Конечно, проблем еще много. Не всё удается объяснить. Изучение ведется с 50-х годов XX века. От рассмотрения форменных физиологических структур и их функций перешли к бесформенным структурам и функциям – электрическим и магнитным полям, корпускулам. Изучают цигун во всем мире, в том числе некоторые нобелевские лауреаты, поставив его в один ряд с двумя другими загадками – «летающими тарелками» и бермудским треугольником.
Хуан Жэньчжуну в 1984 году исполнилось 40 лет, он гуандунец, из семьи циркачей. С семи лет он изучал шаолиньскую гимнастику (шаолинь-цюань) и жесткий цигун (ингун). Позже занимался другими видами гимнастик: в школе Бодхидхармы (дамо мэнь), в секте чаньского патриарха (чань цзун пай) изучал методы работы внутреннего усилия (нэй цзинь гун). В день на занятия тратил несколько часов. Когда стоял столбом (чжаньчжуан), на земле оставались следы пота. В 25 лет занимался у мастера медитации внутреннего усилия стояния на одном пальце (нэй цзинь и чжи чань), когда стоят вверх ногами на одном пальце. И всё изучал у лучших мастеров, передающих систему. При такой настойчивости развивался быстро.

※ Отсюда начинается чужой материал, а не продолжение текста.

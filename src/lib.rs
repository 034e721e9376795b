//! Tempest - concurrent session and IO load generator for network file shares
//!
//! Tempest opens many independent client sessions against one share and
//! drives an IO access pattern through each of them, to see how the server
//! holds up under session and request pressure.
//!
//! # Architecture
//!
//! - **Sessions**: a remote-file capability (connect, attach, open, positioned
//!   read/write, flush, close) behind traits, with a mounted-share and an
//!   in-memory backend
//! - **Workloads**: streaming write, streaming read, read IOPS, random IO and
//!   create/delete churn, each retrying its remote operations explicitly
//! - **Tasks**: one session lifecycle per task with guaranteed teardown
//! - **Coordinator**: one thread per task, results fanned in over a channel,
//!   optional fail-fast
//! - **Stats**: order-independent aggregation into a run summary

pub mod config;
pub mod coordinator;
pub mod output;
pub mod session;
pub mod stats;
pub mod task;
pub mod util;
pub mod workload;

// Re-export commonly used types
pub use config::{Config, Mode};
pub use coordinator::{run_load, RunReport, Scheduler};
pub use stats::Summary;
pub use task::{SessionTask, TaskResult};

/// Result type used throughout Tempest
pub type Result<T> = anyhow::Result<T>;
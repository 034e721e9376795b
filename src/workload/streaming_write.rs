//! Streaming write: sequential blocks up to the configured file size

use super::{ensure_directory, remote_file_size, WorkloadContext, WorkloadOutcome, WorkloadStrategy};
use crate::config::Mode;
use crate::session::{with_file, AccessIntent, CreateDisposition, SessionError, SessionResult};
use crate::util::buffer::{FillPattern, PayloadGenerator};
use crate::util::retry::with_retry;

/// Written files smaller than this share of the intended size are short
pub const SIZE_TOLERANCE_PERCENT: u64 = 90;

pub struct StreamingWrite;

impl WorkloadStrategy for StreamingWrite {
    fn mode(&self) -> Mode {
        Mode::StreamingWrites
    }

    fn prepare(&self, ctx: &WorkloadContext<'_>) -> SessionResult<String> {
        ensure_directory(ctx.tree, ctx.client_dir, &ctx.retry);
        Ok(ctx.working_file(self.mode()))
    }

    fn run(&self, ctx: &WorkloadContext<'_>, path: &str) -> SessionResult<WorkloadOutcome> {
        let written = write_file(ctx, path, ctx.workload.max_file_size)?;
        Ok(WorkloadOutcome {
            bytes_written: written,
            ..Default::default()
        })
    }
}

/// Create or overwrite `path` with `size` bytes of random data
///
/// Each block write is retried on its own at the current offset. The final
/// block is cut to the remaining byte count, so the file never exceeds
/// `size`. After close the size is verified under `ctx.verify`; a file that
/// stays short is rewritten from scratch under `ctx.retry`.
pub fn write_file(ctx: &WorkloadContext<'_>, path: &str, size: u64) -> SessionResult<u64> {
    let block = PayloadGenerator::new().block(ctx.block_size(), FillPattern::Random);
    let written = with_retry(&ctx.retry, "write file", || write_pass(ctx, path, size, &block))?;
    tracing::debug!("Task {}: wrote {} bytes to {}", ctx.task_index, written, path);
    Ok(written)
}

/// One open, write, flush, close and verify sequence
fn write_pass(ctx: &WorkloadContext<'_>, path: &str, size: u64, block: &[u8]) -> SessionResult<u64> {
    let handle = with_retry(&ctx.retry, "open for write", || {
        ctx.tree.open(path, AccessIntent::Write, CreateDisposition::CreateOrOverwrite)
    })?;

    let written = with_file(handle, |file| {
        let mut offset = 0u64;
        while offset < size {
            let len = (size - offset).min(block.len() as u64) as usize;
            let accepted = with_retry(&ctx.retry, "write block", || file.write_at(offset, &block[..len]))?;
            if accepted == 0 {
                return Err(SessionError::Permanent(format!(
                    "server accepted no bytes at offset {} of {}",
                    offset, path
                )));
            }
            offset += accepted as u64;
        }
        with_retry(&ctx.retry, "flush", || file.flush())?;
        Ok(offset)
    })?;

    verify_size(ctx, path, size)?;
    Ok(written)
}

/// Check that `path` holds at least the tolerated share of `expected` bytes
pub fn verify_size(ctx: &WorkloadContext<'_>, path: &str, expected: u64) -> SessionResult<u64> {
    with_retry(&ctx.verify, "verify size", || {
        let actual = remote_file_size(ctx.tree, path)?;
        if is_short(actual, expected) {
            return Err(SessionError::ShortFile { expected, actual });
        }
        Ok(actual)
    })
}

fn is_short(actual: u64, expected: u64) -> bool {
    (actual as u128) * 100 < (expected as u128) * SIZE_TOLERANCE_PERCENT as u128
}

#[cfg(test)]
mod tests {
    use super::super::test_support::*;
    use super::*;
    use crate::session::mock::{MockConnector, MockOpKind};

    #[test]
    fn test_writes_full_file() {
        let connector = MockConnector::new();
        let tree = attach(&connector);
        let workload = small_workload(Mode::StreamingWrites);
        let ctx = context(tree.as_ref(), &workload);

        let path = StreamingWrite.prepare(&ctx).unwrap();
        let outcome = StreamingWrite.run(&ctx, &path).unwrap();

        assert_eq!(outcome.bytes_written, 10 * 1024);
        assert_eq!(StreamingWrite.moved_bytes(&outcome), 0);
        assert_eq!(connector.file_size(&path), Some(10 * 1024));
        assert_eq!(connector.count_ops(MockOpKind::Write), 10);
        assert_eq!(connector.count_ops(MockOpKind::Flush), 1);
        assert_eq!(connector.open_handles(), 0);
    }

    #[test]
    fn test_final_block_truncated() {
        let connector = MockConnector::new();
        let tree = attach(&connector);
        let workload = small_workload(Mode::StreamingWrites);
        let ctx = context(tree.as_ref(), &workload);

        write_file(&ctx, "odd", 2500).unwrap();

        assert_eq!(connector.file_size("odd"), Some(2500));
        let last = connector
            .operations()
            .into_iter()
            .filter(|op| op.kind == MockOpKind::Write)
            .last()
            .unwrap();
        assert_eq!(last.offset, 2048);
        assert_eq!(last.length, 452);
    }

    #[test]
    fn test_transient_write_failures_retried() {
        let connector = MockConnector::new();
        let tree = attach(&connector);
        let workload = small_workload(Mode::StreamingWrites);
        let ctx = context(tree.as_ref(), &workload);

        connector.set_transient_failures(2);
        write_file(&ctx, "flaky", 4096).unwrap();

        assert_eq!(connector.file_size("flaky"), Some(4096));
        assert_eq!(connector.count_ops(MockOpKind::Write), 6);
    }

    #[test]
    fn test_lost_writes_fail_verification() {
        let connector = MockConnector::new();
        connector.set_discard_writes(u32::MAX);
        let tree = attach(&connector);
        let workload = small_workload(Mode::StreamingWrites);
        let ctx = context(tree.as_ref(), &workload);

        let err = write_file(&ctx, "lost", 4096).unwrap_err();
        assert!(matches!(err, SessionError::ShortFile { expected: 4096, actual: 0 }));
        // Every attempt rewrote the whole file
        assert_eq!(connector.count_ops(MockOpKind::Write), 3 * 4);
        assert_eq!(connector.open_handles(), 0);
    }

    #[test]
    fn test_short_file_rewritten() {
        let connector = MockConnector::new();
        // The whole first pass is lost
        connector.set_discard_writes(4);
        let tree = attach(&connector);
        let workload = small_workload(Mode::StreamingWrites);
        let ctx = context(tree.as_ref(), &workload);

        assert_eq!(write_file(&ctx, "recovered", 4096).unwrap(), 4096);
        assert_eq!(connector.file_size("recovered"), Some(4096));
        assert_eq!(connector.count_ops(MockOpKind::Write), 8);
        assert_eq!(connector.count_ops(MockOpKind::Flush), 2);
        assert_eq!(connector.open_handles(), 0);
    }

    #[test]
    fn test_size_tolerance() {
        assert!(!is_short(90, 100));
        assert!(is_short(89, 100));
        assert!(!is_short(0, 0));
        assert!(!is_short(u64::MAX, u64::MAX));
    }
}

Во время десяти лет смут (т. е. в годы «культурной революции») цирк, где он работал, распался. Хуан занялся теорией, изучал медицинскую литературу – о каналах, хирургии, патологии, а также древнее учение «10 пальцев связаны с сердцем» (ши чжи лянь синь). В 1971 г. его посадили на 7 месяцев как политически неблагонадежного. Там он украдкой, когда выключали свет, продолжал заниматься цигуном. Однажды в течение дня его «критиковали» 4 раза, он вынужден был стоять 7–8 часов. Кружилась голова, да и стоять было трудно. Тогда он стал делать цигун мысленно, и усталость прошла, в голове прояснилось.
(Мне довелось быть свидетелем такой «критики» несколько раньше «культурной революции». Критикуемый стоит, а все остальные по очереди высказывают свое мнение о нем, как-то аргументируя. Если бы такой «критике» подвергался каждый, это было бы вполне демократично, но почему-то подбирают конкретную жертву. В моем случае была студентка нашей группы Тяньцзиньского университета, самая живая и веселая. Обсуждали: оставить ее в комсомоле или объявить выговор. Решили ограничиться выговором. У ней началась истерика после многочасового обсуждения. Я не мог это видеть и закрыл лицо руками. Уйти было нельзя: это могли воспринять как жест, вмешательство советского студента в их дела. Видя мою реакцию, кто-то дал ей платочек вытереть слезы. Это был 1948 год, год «большого скачка», тогда еще не было тех репрессий, до которых страна докатилась в годы «культурной революции», доходящих до избиений и даже убийств, не было ни культуры (все учебные заведения страны закрылись), ни революции – перехода от одной системы к другой, была лишь смута, поэтому так потом и назвали – 10 лет смуты.)